Try it:
Your task is to copy each line of the listing that contains the word "stats".
*** Opening of Source material ***
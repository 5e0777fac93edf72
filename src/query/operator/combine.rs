//! 跨段合并
//!
//! 多于一个段时每个段一个任务，提交到共享执行器并以查询截止时间等待；
//! 任何段失败或超时都让整个查询失败，不返回残缺结果。

use std::cmp::Ordering;
use std::collections::HashMap;
use std::sync::Arc;
use std::time::Instant;
use tracing::debug;
use crate::common::{OlapError, Result};
use crate::field_type::Value;
use crate::query::aggregation::AggregationResult;
use crate::query::executor::{CancellationToken, QueryExecutorService, Task};
use crate::query::request::{GroupByMode, QueryRequest};
use crate::query::results::{
    ExecutionStatistics, GroupByResult, GroupByResultMap, IntermediateResultsBlock, QueryResult,
    ResultsBlockData,
};
use super::selection::{compare_rows, sort_keys};
use super::SegmentOperator;

#[derive(Debug, Clone, Copy, PartialEq, Eq)]
pub enum CombineStrategy {
    /// 按 order-by 排序并截断到 limit
    SqlGroupBy,
    /// 合并时受 numGroupsLimit 约束，每个聚合取 top-N
    PqlGroupBy,
    Generic,
}

impl CombineStrategy {
    pub fn for_request(request: &QueryRequest) -> Self {
        match (request.is_group_by(), request.options.group_by_mode) {
            (true, GroupByMode::Sql) => Self::SqlGroupBy,
            (true, GroupByMode::Pql) => Self::PqlGroupBy,
            _ => Self::Generic,
        }
    }
}

/// 合并后的结果
pub struct CombinedResult {
    pub result: QueryResult,
    pub stats:  ExecutionStatistics,
    pub num_groups_limit_reached: bool,
}

pub struct CombineOperator {
    operators:        Vec<SegmentOperator>,
    request:          Arc<QueryRequest>,
    executor:         Arc<QueryExecutorService>,
    deadline:         Instant,
    num_groups_limit: usize,
}

impl CombineOperator {
    pub fn new(
        operators:        Vec<SegmentOperator>,
        request:          Arc<QueryRequest>,
        executor:         Arc<QueryExecutorService>,
        deadline:         Instant,
        num_groups_limit: usize,
    ) -> Self {
        Self { operators, request, executor, deadline, num_groups_limit }
    }

    pub fn strategy(&self) -> CombineStrategy { CombineStrategy::for_request(&self.request) }

    pub fn execute(self) -> Result<CombinedResult> {
        let strategy = self.strategy();
        let blocks = if self.operators.len() <= 1 {
            let mut blocks = Vec::with_capacity(self.operators.len());
            for op in self.operators {
                if Instant::now() >= self.deadline {
                    return Err(OlapError::Timeout("query execution".into()));
                }
                blocks.push(op.execute()?);
            }
            blocks
        } else {
            let tasks: Vec<Task<IntermediateResultsBlock>> = self.operators.into_iter()
                .map(|op| Box::new(move |_: &CancellationToken| op.execute()) as Task<IntermediateResultsBlock>)
                .collect();
            self.executor.run_with_deadline(tasks, self.deadline, "query execution")?
        };
        debug!(segments = blocks.len(), ?strategy, "combining results");

        let mut stats = ExecutionStatistics::default();
        let mut limit_reached = false;
        for b in &blocks {
            stats.merge(&b.stats);
            limit_reached |= b.num_groups_limit_reached;
        }

        let request = &*self.request;
        let result = match strategy {
            CombineStrategy::SqlGroupBy => {
                let groups = merge_groups(blocks, usize::MAX, &mut limit_reached);
                sql_group_by_table(request, groups)?
            }
            CombineStrategy::PqlGroupBy => {
                let groups = merge_groups(blocks, self.num_groups_limit, &mut limit_reached);
                pql_group_by_result(request, &groups)
            }
            CombineStrategy::Generic if request.is_aggregation() => merge_aggregations(request, blocks),
            CombineStrategy::Generic => merge_selections(request, blocks)?,
        };
        Ok(CombinedResult { result, stats, num_groups_limit_reached: limit_reached })
    }
}

fn merge_aggregations(request: &QueryRequest, blocks: Vec<IntermediateResultsBlock>) -> QueryResult {
    let mut merged: Vec<AggregationResult> = request.aggregations.iter()
        .map(|a| AggregationResult::initial(a.function))
        .collect();
    for block in blocks {
        if let ResultsBlockData::Aggregation(results) = block.data {
            for (acc, r) in merged.iter_mut().zip(&results) {
                acc.merge(r);
            }
        }
    }
    QueryResult::Aggregation(
        request.aggregations.iter().zip(&merged)
            .map(|(a, r)| (a.result_name(), r.final_value()))
            .collect(),
    )
}

fn merge_groups(blocks: Vec<IntermediateResultsBlock>, limit: usize, limit_reached: &mut bool) -> GroupByResultMap {
    let mut merged: GroupByResultMap = HashMap::new();
    for block in blocks {
        let ResultsBlockData::GroupBy(groups) = block.data else { continue };
        for (key, results) in groups {
            if let Some(accs) = merged.get_mut(&key) {
                accs.iter_mut().zip(&results).for_each(|(acc, r)| acc.merge(r));
            } else if merged.len() >= limit {
                *limit_reached = true;
            } else {
                merged.insert(key, results);
            }
        }
    }
    merged
}

fn compare_keys(a: &[Value], b: &[Value]) -> Ordering {
    a.iter().zip(b).map(|(x, y)| x.compare(y)).find(|o| o.is_ne()).unwrap_or(Ordering::Equal)
}

fn pql_group_by_result(request: &QueryRequest, groups: &GroupByResultMap) -> QueryResult {
    let top_n = request.group_by.as_ref().map_or(0, |g| g.top_n);
    let results = request.aggregations.iter().enumerate()
        .map(|(i, a)| {
            let mut values: Vec<(Vec<Value>, f64)> = groups.iter()
                .map(|(k, r)| (k.0.clone(), r[i].final_value()))
                .collect();
            values.sort_by(|x, y| y.1.total_cmp(&x.1).then_with(|| compare_keys(&x.0, &y.0)));
            values.truncate(top_n);
            GroupByResult { function: a.result_name(), groups: values }
        })
        .collect();
    QueryResult::GroupBy(results)
}

fn sql_group_by_table(request: &QueryRequest, groups: GroupByResultMap) -> Result<QueryResult> {
    let mut columns: Vec<String> = request.group_by_columns().to_vec();
    columns.extend(request.aggregations.iter().map(|a| a.result_name()));

    let mut rows: Vec<Vec<Value>> = groups.into_iter()
        .map(|(key, results)| {
            let mut row = key.0;
            row.extend(results.iter().map(|r| Value::Double(r.final_value())));
            row
        })
        .collect();
    let keys = if request.order_by.is_empty() {
        (0..request.group_by_columns().len()).map(|i| (i, true)).collect()
    } else {
        sort_keys(&columns, &request.order_by)?
    };
    rows.sort_by(|a, b| compare_rows(a, b, &keys));
    rows.truncate(request.limit);
    Ok(QueryResult::Table { columns, rows })
}

fn merge_selections(request: &QueryRequest, blocks: Vec<IntermediateResultsBlock>) -> Result<QueryResult> {
    let Some(selection) = &request.selection else {
        return Err(OlapError::Internal("selection combine without a selection".into()));
    };
    let mut columns = selection.columns.clone();
    let mut rows = Vec::new();
    for block in blocks {
        if let ResultsBlockData::Selection { columns: c, rows: r } = block.data {
            columns = c;
            rows.extend(r);
        }
    }
    if !selection.order_by.is_empty() {
        let keys = sort_keys(&columns, &selection.order_by)?;
        rows.sort_by(|a, b| compare_rows(a, b, &keys));
    }
    let rows = rows.into_iter().skip(selection.offset).take(selection.size).collect();
    Ok(QueryResult::Table { columns, rows })
}

#[cfg(test)]
mod tests {
    use super::*;
    use crate::query::aggregation::AggregationFunctionType;
    use crate::query::request::{AggregationInfo, OrderBy};
    use crate::query::results::GroupKey;

    fn group_block(entries: &[(&str, f64)]) -> IntermediateResultsBlock {
        let mut groups = GroupByResultMap::new();
        for (k, v) in entries {
            let mut sum = AggregationResult::initial(AggregationFunctionType::Sum);
            sum.add_value(*v);
            groups.insert(GroupKey(vec![Value::from(*k)]), vec![sum]);
        }
        IntermediateResultsBlock {
            data: ResultsBlockData::GroupBy(groups),
            stats: ExecutionStatistics::for_segment(entries.len() as u64, 10),
            num_groups_limit_reached: false,
        }
    }

    fn sum_request() -> QueryRequest {
        QueryRequest::aggregation("t", vec![AggregationInfo::new(AggregationFunctionType::Sum, "m")])
            .with_group_by(&["d"], 2)
    }

    #[test]
    fn test_pql_merge_respects_groups_limit() {
        let blocks = vec![group_block(&[("a", 1.0), ("b", 2.0)]), group_block(&[("a", 5.0), ("c", 9.0)])];
        let mut reached = false;
        let groups = merge_groups(blocks, 2, &mut reached);
        assert!(reached);
        assert_eq!(groups.len(), 2);

        let QueryResult::GroupBy(results) = pql_group_by_result(&sum_request(), &groups) else { panic!() };
        assert_eq!(results[0].function, "sum(m)");
        assert_eq!(results[0].groups[0], (vec![Value::from("a")], 6.0));
        assert_eq!(results[0].groups[1], (vec![Value::from("b")], 2.0));
    }

    #[test]
    fn test_known_groups_merge_after_limit_reached() {
        let blocks = vec![
            group_block(&[("a", 1.0)]),
            group_block(&[("b", 2.0), ("a", 3.0)]),
            group_block(&[("b", 4.0), ("a", 5.0)]),
        ];
        let mut reached = false;
        let groups = merge_groups(blocks, 1, &mut reached);
        assert!(reached);
        assert_eq!(groups.len(), 1);
        let QueryResult::GroupBy(results) = pql_group_by_result(&sum_request(), &groups) else { panic!() };
        assert_eq!(results[0].groups, vec![(vec![Value::from("a")], 9.0)]);

        let mut reached = false;
        let groups = merge_groups(vec![group_block(&[("a", 1.0)]), group_block(&[("a", 2.0)])], 1, &mut reached);
        assert!(!reached);
        assert_eq!(groups.len(), 1);
    }

    #[test]
    fn test_sql_order_by_and_limit() {
        let blocks = vec![group_block(&[("a", 1.0), ("b", 2.0)]), group_block(&[("a", 5.0), ("c", 3.0)])];
        let mut reached = false;
        let groups = merge_groups(blocks, usize::MAX, &mut reached);
        let request = sum_request().with_sql_order_by(vec![OrderBy::asc("sum(m)")], 2);
        let QueryResult::Table { columns, rows } = sql_group_by_table(&request, groups).unwrap() else { panic!() };
        assert_eq!(columns, vec!["d".to_string(), "sum(m)".to_string()]);
        assert_eq!(rows, vec![
            vec![Value::from("b"), Value::Double(2.0)],
            vec![Value::from("c"), Value::Double(3.0)],
        ]);
        assert!(!reached);
    }

    #[test]
    fn test_strategy_selection() {
        assert_eq!(CombineStrategy::for_request(&sum_request()), CombineStrategy::PqlGroupBy);
        let sql = sum_request().with_sql_order_by(Vec::new(), 5);
        assert_eq!(CombineStrategy::for_request(&sql), CombineStrategy::SqlGroupBy);
        let sel = QueryRequest::selection("t", &["d"], 5);
        assert_eq!(CombineStrategy::for_request(&sel), CombineStrategy::Generic);
    }
}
*** Close of Source material ***
Result of the exercise:
    pub stats:  ExecutionStatistics,
        let mut stats = ExecutionStatistics::default();
            stats.merge(&b.stats);
        Ok(CombinedResult { result, stats, num_groups_limit_reached: limit_reached })
            stats: ExecutionStatistics::for_segment(entries.len() as u64, 10),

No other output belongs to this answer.